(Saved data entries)
____________
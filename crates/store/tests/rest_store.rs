//! Wire-level tests for the PostgREST request store.
//!
//! A `wiremock` server stands in for the hosted table so the exact
//! requests (filters, headers, bodies) can be asserted.

use assert_matches::assert_matches;
use chrono::Utc;
use modguard_core::request::{
    ContentType, Flag, FlagType, Flags, NewModerationRequest, RequestPatch, RequestStatus,
};
use modguard_store::{RequestStore, RestStore, StoreConfig, StoreError};
use serde_json::json;
use wiremock::matchers::{body_partial_json, header, method, path, query_param};
use wiremock::{Mock, MockServer, ResponseTemplate};

const TABLE_PATH: &str = "/rest/v1/request_data";

fn row(id: &str, flagged: bool, status: &str, version: i64) -> serde_json::Value {
    json!({
        "id": id,
        "timestamp": "2024-05-01T12:00:00+00:00",
        "content_type": "text",
        "content": "I hate you",
        "flags": {"type": "toxicity", "score": 0.9, "flagged": flagged},
        "status": status,
        "feedback": null,
        "version": version
    })
}

fn store_for(server: &MockServer) -> RestStore {
    RestStore::new(StoreConfig::new(server.uri(), "test-anon-key")).unwrap()
}

// ---------------------------------------------------------------------------
// list
// ---------------------------------------------------------------------------

#[tokio::test]
async fn list_sends_credentials_and_decodes_rows() {
    let server = MockServer::start().await;
    Mock::given(method("GET"))
        .and(path(TABLE_PATH))
        .and(query_param("select", "*"))
        .and(header("apikey", "test-anon-key"))
        .and(header("Authorization", "Bearer test-anon-key"))
        .respond_with(
            ResponseTemplate::new(200).set_body_json(json!([row("r1", true, "flagged", 1)])),
        )
        .expect(1)
        .mount(&server)
        .await;

    let rows = store_for(&server).list().await.unwrap();

    assert_eq!(rows.len(), 1);
    assert_eq!(rows[0].id, "r1");
    assert_eq!(rows[0].status, RequestStatus::Flagged);
}

#[tokio::test]
async fn list_keeps_rows_with_unrecognized_flag_type() {
    let server = MockServer::start().await;
    let mut external = row("r2", true, "flagged", 1);
    external["flags"] = json!({"type": "profanity", "score": 0.7, "flagged": true});
    Mock::given(method("GET"))
        .and(path(TABLE_PATH))
        .respond_with(
            ResponseTemplate::new(200).set_body_json(json!([row("r1", true, "flagged", 1), external])),
        )
        .mount(&server)
        .await;

    let rows = store_for(&server).list().await.unwrap();

    assert_eq!(rows.len(), 2);
    assert_matches!(rows[1].flags, Some(Flags::External(_)));
    assert_eq!(rows[1].flags.as_ref().unwrap().type_names(), ["profanity"]);
}

#[tokio::test]
async fn list_reads_null_version_as_zero() {
    let server = MockServer::start().await;
    let mut legacy = row("r2", false, "clean", 0);
    legacy["version"] = json!(null);
    Mock::given(method("GET"))
        .and(path(TABLE_PATH))
        .respond_with(
            ResponseTemplate::new(200).set_body_json(json!([row("r1", true, "flagged", 3), legacy])),
        )
        .mount(&server)
        .await;

    let rows = store_for(&server).list().await.unwrap();

    assert_eq!(rows.iter().map(|r| r.version).collect::<Vec<_>>(), [3, 0]);
}

#[tokio::test]
async fn list_skips_unreadable_row_and_keeps_the_rest() {
    let server = MockServer::start().await;
    Mock::given(method("GET"))
        .and(path(TABLE_PATH))
        .respond_with(ResponseTemplate::new(200).set_body_json(json!([
            row("r1", true, "flagged", 1),
            {"id": "broken", "content": "missing columns"},
            row("r3", false, "clean", 1)
        ])))
        .mount(&server)
        .await;

    let rows = store_for(&server).list().await.unwrap();

    let ids: Vec<&str> = rows.iter().map(|r| r.id.as_str()).collect();
    assert_eq!(ids, ["r1", "r3"]);
}

#[tokio::test]
async fn list_surfaces_api_errors() {
    let server = MockServer::start().await;
    Mock::given(method("GET"))
        .and(path(TABLE_PATH))
        .respond_with(ResponseTemplate::new(401).set_body_string("Invalid API key"))
        .mount(&server)
        .await;

    let result = store_for(&server).list().await;

    assert_matches!(result, Err(StoreError::Api { status: 401, body }) if body == "Invalid API key");
}

#[tokio::test]
async fn list_reports_undecodable_body() {
    let server = MockServer::start().await;
    Mock::given(method("GET"))
        .and(path(TABLE_PATH))
        .respond_with(ResponseTemplate::new(200).set_body_string("not json"))
        .mount(&server)
        .await;

    assert_matches!(store_for(&server).list().await, Err(StoreError::Decode(_)));
}

// ---------------------------------------------------------------------------
// insert
// ---------------------------------------------------------------------------

#[tokio::test]
async fn insert_asks_for_representation() {
    let server = MockServer::start().await;
    Mock::given(method("POST"))
        .and(path(TABLE_PATH))
        .and(header("Prefer", "return=representation"))
        .and(body_partial_json(json!({"content": "I hate you", "status": "flagged"})))
        .respond_with(ResponseTemplate::new(201).set_body_json(json!([row("new-1", true, "flagged", 1)])))
        .expect(1)
        .mount(&server)
        .await;

    let input = NewModerationRequest {
        timestamp: Utc::now(),
        content_type: ContentType::Text,
        content: "I hate you".to_string(),
        flags: Some(Flags::Single(Flag::new(FlagType::Toxicity, 0.9, true))),
        status: RequestStatus::Flagged,
        feedback: None,
    };
    let stored = store_for(&server).insert(&input).await.unwrap();

    assert_eq!(stored.id, "new-1");
    assert_eq!(stored.version, 1);
}

// ---------------------------------------------------------------------------
// update
// ---------------------------------------------------------------------------

fn clean_patch() -> RequestPatch {
    RequestPatch {
        flags: Some(Flags::Single(Flag::new(FlagType::Toxicity, 0.9, false))),
        status: Some(RequestStatus::Clean),
        feedback: Some(None),
    }
}

#[tokio::test]
async fn update_filters_on_id_and_version() {
    let server = MockServer::start().await;
    Mock::given(method("PATCH"))
        .and(path(TABLE_PATH))
        .and(query_param("id", "eq.r1"))
        .and(query_param("version", "eq.1"))
        .and(body_partial_json(json!({
            "status": "clean",
            "flags": {"flagged": false},
            "feedback": null,
            "version": 2
        })))
        .respond_with(ResponseTemplate::new(200).set_body_json(json!([row("r1", false, "clean", 2)])))
        .expect(1)
        .mount(&server)
        .await;

    let updated = store_for(&server)
        .update("r1", &clean_patch(), Some(1))
        .await
        .unwrap();

    assert_eq!(updated.status, RequestStatus::Clean);
    assert_eq!(updated.version, 2);
}

#[tokio::test]
async fn update_of_stale_version_is_a_conflict() {
    let server = MockServer::start().await;
    Mock::given(method("PATCH"))
        .and(path(TABLE_PATH))
        .respond_with(ResponseTemplate::new(200).set_body_json(json!([])))
        .mount(&server)
        .await;
    Mock::given(method("GET"))
        .and(path(TABLE_PATH))
        .and(query_param("id", "eq.r1"))
        .respond_with(ResponseTemplate::new(200).set_body_json(json!([row("r1", true, "flagged", 3)])))
        .mount(&server)
        .await;

    let result = store_for(&server).update("r1", &clean_patch(), Some(1)).await;

    assert_matches!(result, Err(StoreError::Conflict { id, expected: 1 }) if id == "r1");
}

#[tokio::test]
async fn update_of_missing_row_is_not_found() {
    let server = MockServer::start().await;
    Mock::given(method("PATCH"))
        .and(path(TABLE_PATH))
        .respond_with(ResponseTemplate::new(200).set_body_json(json!([])))
        .mount(&server)
        .await;
    Mock::given(method("GET"))
        .and(path(TABLE_PATH))
        .respond_with(ResponseTemplate::new(200).set_body_json(json!([])))
        .mount(&server)
        .await;

    let result = store_for(&server).update("gone", &clean_patch(), Some(1)).await;

    assert_matches!(result, Err(StoreError::NotFound { id }) if id == "gone");
}

#[tokio::test]
async fn update_without_locking_omits_version_filter() {
    let server = MockServer::start().await;
    Mock::given(method("PATCH"))
        .and(path(TABLE_PATH))
        .and(query_param("id", "eq.r1"))
        .respond_with(ResponseTemplate::new(200).set_body_json(json!([row("r1", false, "clean", 0)])))
        .expect(1)
        .mount(&server)
        .await;

    let mut config = StoreConfig::new(server.uri(), "test-anon-key");
    config.optimistic_locking = false;
    let store = RestStore::new(config).unwrap();
    store.update("r1", &clean_patch(), Some(7)).await.unwrap();

    let requests = server.received_requests().await.unwrap();
    assert_eq!(requests.len(), 1);
    assert!(!requests[0].url.query().unwrap_or_default().contains("version"));
    let body: serde_json::Value = serde_json::from_slice(&requests[0].body).unwrap();
    assert!(body.get("version").is_none());
}

// ---------------------------------------------------------------------------
// delete
// ---------------------------------------------------------------------------

#[tokio::test]
async fn delete_returns_removed_row() {
    let server = MockServer::start().await;
    Mock::given(method("DELETE"))
        .and(path(TABLE_PATH))
        .and(query_param("id", "eq.r1"))
        .and(header("Prefer", "return=representation"))
        .respond_with(ResponseTemplate::new(200).set_body_json(json!([row("r1", true, "flagged", 1)])))
        .expect(1)
        .mount(&server)
        .await;

    let removed = store_for(&server).delete("r1").await.unwrap();
    assert_eq!(removed.id, "r1");
}

#[tokio::test]
async fn delete_of_missing_row_is_not_found() {
    let server = MockServer::start().await;
    Mock::given(method("DELETE"))
        .and(path(TABLE_PATH))
        .respond_with(ResponseTemplate::new(200).set_body_json(json!([])))
        .mount(&server)
        .await;

    assert_matches!(
        store_for(&server).delete("gone").await,
        Err(StoreError::NotFound { .. })
    );
}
____________
◆ **PROBLEM DETAILS**:
Check every line of the data, and copy the ones that contain "collect".

◆ **SOLUTION FOR THIS PROBLEM**:
    assert_eq!(rows.iter().map(|r| r.version).collect::<Vec<_>>(), [3, 0]);
    let ids: Vec<&str> = rows.iter().map(|r| r.id.as_str()).collect();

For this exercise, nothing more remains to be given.